§ **Instructions to follow**
Your answer should be the exact lines of the data below from the one containing "pub async fn save(&self, record: &PersistedCalibration)" through the one containing "fs::rename(&tmp, &path).await.map_err(|e| io_error(&path, e))?;"; please include nothing else.
-------- Task data
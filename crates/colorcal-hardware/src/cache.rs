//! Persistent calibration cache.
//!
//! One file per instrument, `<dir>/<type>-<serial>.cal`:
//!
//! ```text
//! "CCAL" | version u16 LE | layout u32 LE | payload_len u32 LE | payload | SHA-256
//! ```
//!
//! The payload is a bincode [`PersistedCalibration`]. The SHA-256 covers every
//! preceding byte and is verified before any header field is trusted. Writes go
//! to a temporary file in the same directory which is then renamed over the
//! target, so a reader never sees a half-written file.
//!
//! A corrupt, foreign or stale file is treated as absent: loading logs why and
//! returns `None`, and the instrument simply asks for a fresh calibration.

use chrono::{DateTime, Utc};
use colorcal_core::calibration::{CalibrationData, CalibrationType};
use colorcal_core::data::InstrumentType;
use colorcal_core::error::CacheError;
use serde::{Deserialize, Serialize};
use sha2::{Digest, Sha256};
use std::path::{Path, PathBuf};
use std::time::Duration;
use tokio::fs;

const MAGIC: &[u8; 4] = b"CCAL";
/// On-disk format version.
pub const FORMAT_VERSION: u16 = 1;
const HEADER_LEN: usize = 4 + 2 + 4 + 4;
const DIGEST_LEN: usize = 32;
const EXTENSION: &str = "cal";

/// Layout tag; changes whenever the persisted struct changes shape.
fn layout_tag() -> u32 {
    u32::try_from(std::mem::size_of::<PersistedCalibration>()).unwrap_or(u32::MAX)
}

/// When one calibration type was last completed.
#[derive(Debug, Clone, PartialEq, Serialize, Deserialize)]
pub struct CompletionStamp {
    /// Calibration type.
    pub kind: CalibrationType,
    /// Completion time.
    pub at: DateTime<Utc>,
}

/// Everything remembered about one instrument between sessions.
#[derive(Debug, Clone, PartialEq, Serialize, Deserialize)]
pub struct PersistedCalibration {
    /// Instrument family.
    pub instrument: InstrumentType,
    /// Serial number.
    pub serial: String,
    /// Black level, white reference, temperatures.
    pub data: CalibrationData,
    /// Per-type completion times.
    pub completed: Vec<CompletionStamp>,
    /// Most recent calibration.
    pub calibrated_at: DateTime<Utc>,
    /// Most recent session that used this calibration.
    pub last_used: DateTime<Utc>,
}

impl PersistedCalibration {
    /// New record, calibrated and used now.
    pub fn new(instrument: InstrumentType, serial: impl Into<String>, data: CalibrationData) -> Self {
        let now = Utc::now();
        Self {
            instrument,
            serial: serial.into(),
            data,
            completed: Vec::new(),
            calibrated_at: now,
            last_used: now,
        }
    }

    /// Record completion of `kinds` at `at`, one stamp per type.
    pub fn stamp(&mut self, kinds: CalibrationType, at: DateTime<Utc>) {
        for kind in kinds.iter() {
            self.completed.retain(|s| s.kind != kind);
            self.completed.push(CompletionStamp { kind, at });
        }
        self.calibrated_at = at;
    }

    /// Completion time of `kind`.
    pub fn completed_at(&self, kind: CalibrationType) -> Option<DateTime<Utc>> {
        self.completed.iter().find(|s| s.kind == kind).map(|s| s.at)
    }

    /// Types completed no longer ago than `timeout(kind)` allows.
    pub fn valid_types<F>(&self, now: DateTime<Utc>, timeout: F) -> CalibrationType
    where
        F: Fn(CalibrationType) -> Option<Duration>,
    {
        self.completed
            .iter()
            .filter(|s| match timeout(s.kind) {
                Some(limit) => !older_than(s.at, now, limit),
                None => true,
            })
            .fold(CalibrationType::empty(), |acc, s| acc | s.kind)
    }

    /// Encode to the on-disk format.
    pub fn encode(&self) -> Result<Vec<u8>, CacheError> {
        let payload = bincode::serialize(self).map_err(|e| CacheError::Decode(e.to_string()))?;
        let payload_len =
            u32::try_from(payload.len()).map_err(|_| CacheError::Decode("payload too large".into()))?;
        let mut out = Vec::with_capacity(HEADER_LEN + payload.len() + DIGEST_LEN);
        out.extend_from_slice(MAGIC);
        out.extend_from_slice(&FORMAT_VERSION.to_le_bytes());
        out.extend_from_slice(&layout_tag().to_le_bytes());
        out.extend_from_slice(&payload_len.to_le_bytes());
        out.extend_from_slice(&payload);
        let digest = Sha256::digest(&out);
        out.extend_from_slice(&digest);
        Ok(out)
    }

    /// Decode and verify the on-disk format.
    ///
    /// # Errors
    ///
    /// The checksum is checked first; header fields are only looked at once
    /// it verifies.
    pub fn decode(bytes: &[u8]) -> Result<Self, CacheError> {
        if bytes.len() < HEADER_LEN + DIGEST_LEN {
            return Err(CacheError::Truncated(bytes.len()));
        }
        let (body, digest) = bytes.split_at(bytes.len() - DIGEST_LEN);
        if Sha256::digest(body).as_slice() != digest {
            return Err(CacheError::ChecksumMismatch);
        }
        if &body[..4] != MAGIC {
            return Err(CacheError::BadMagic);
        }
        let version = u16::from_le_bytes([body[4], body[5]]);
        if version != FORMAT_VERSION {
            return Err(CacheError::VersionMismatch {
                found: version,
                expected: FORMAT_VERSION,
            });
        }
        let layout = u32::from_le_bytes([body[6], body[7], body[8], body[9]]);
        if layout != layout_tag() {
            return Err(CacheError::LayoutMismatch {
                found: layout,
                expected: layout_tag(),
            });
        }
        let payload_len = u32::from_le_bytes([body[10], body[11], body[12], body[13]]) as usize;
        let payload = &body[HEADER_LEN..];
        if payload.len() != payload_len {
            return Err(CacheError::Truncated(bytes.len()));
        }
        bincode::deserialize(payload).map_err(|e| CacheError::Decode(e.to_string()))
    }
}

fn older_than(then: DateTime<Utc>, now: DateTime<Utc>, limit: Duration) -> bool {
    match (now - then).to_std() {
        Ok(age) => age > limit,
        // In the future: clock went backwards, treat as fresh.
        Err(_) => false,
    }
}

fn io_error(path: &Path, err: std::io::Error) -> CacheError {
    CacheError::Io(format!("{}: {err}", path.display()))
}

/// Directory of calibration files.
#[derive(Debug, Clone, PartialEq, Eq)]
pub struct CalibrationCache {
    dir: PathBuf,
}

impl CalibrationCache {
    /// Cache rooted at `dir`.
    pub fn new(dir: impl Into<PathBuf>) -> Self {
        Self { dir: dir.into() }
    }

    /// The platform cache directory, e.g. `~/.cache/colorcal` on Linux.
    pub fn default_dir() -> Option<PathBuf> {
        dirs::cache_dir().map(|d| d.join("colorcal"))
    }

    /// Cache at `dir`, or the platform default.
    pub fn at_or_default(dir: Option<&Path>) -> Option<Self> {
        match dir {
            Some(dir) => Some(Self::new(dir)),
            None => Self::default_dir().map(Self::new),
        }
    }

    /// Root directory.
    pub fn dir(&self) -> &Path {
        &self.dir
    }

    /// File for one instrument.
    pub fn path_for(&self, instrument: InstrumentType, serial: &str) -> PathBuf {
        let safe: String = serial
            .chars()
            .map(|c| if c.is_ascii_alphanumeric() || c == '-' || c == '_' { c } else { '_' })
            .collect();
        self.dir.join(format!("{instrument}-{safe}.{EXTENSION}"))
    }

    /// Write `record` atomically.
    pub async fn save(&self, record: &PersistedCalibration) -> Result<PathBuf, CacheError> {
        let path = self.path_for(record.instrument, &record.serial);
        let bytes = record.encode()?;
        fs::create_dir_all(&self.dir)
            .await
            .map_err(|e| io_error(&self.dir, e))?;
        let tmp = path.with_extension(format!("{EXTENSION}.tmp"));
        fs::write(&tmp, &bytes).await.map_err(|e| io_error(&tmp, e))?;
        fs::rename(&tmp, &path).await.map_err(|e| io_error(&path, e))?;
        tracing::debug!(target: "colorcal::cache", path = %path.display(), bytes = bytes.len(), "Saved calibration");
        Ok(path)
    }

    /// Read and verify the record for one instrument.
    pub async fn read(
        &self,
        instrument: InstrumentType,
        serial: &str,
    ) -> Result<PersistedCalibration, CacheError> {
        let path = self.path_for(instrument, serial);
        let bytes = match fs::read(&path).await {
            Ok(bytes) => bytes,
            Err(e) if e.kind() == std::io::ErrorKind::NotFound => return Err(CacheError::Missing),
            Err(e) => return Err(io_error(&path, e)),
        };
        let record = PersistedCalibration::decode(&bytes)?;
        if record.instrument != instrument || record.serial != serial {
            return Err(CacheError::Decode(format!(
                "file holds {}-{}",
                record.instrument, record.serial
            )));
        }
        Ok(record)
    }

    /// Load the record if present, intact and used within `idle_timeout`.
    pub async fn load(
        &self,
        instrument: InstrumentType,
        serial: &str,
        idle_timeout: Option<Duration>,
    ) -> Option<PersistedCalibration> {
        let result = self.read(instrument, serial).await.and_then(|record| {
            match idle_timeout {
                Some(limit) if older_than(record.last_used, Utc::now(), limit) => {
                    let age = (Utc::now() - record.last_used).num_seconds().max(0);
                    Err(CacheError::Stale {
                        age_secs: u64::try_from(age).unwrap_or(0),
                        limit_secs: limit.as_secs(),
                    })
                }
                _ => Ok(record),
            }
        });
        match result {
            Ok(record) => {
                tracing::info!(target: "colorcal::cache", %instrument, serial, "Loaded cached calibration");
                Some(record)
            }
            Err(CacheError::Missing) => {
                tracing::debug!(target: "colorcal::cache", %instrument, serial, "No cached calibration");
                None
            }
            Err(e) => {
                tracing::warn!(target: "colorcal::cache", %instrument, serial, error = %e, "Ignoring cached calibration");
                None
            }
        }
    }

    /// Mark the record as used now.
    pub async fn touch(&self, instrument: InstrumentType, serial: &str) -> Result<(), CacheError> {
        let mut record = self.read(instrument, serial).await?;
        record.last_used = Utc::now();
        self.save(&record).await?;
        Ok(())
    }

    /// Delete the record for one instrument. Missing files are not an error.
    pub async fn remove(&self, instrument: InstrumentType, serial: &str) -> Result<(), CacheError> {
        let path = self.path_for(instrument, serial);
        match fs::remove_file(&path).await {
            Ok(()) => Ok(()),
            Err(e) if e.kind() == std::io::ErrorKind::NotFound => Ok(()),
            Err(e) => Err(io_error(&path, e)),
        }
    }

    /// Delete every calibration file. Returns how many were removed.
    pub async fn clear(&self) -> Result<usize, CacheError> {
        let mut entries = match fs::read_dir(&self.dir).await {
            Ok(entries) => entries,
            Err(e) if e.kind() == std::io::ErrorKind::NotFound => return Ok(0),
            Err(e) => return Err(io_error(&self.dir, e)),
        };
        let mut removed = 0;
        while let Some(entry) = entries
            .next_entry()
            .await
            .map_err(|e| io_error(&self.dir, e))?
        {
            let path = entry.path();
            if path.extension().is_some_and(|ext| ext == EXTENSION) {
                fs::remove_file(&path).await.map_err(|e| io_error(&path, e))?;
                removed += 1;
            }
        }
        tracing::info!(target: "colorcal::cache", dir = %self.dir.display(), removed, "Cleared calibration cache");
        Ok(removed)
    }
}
----------------
§ **Finished task**
    pub async fn save(&self, record: &PersistedCalibration) -> Result<PathBuf, CacheError> {
        let path = self.path_for(record.instrument, &record.serial);
        let bytes = record.encode()?;
        fs::create_dir_all(&self.dir)
            .await
            .map_err(|e| io_error(&self.dir, e))?;
        let tmp = path.with_extension(format!("{EXTENSION}.tmp"));
        fs::write(&tmp, &bytes).await.map_err(|e| io_error(&tmp, e))?;
        fs::rename(&tmp, &path).await.map_err(|e| io_error(&path, e))?;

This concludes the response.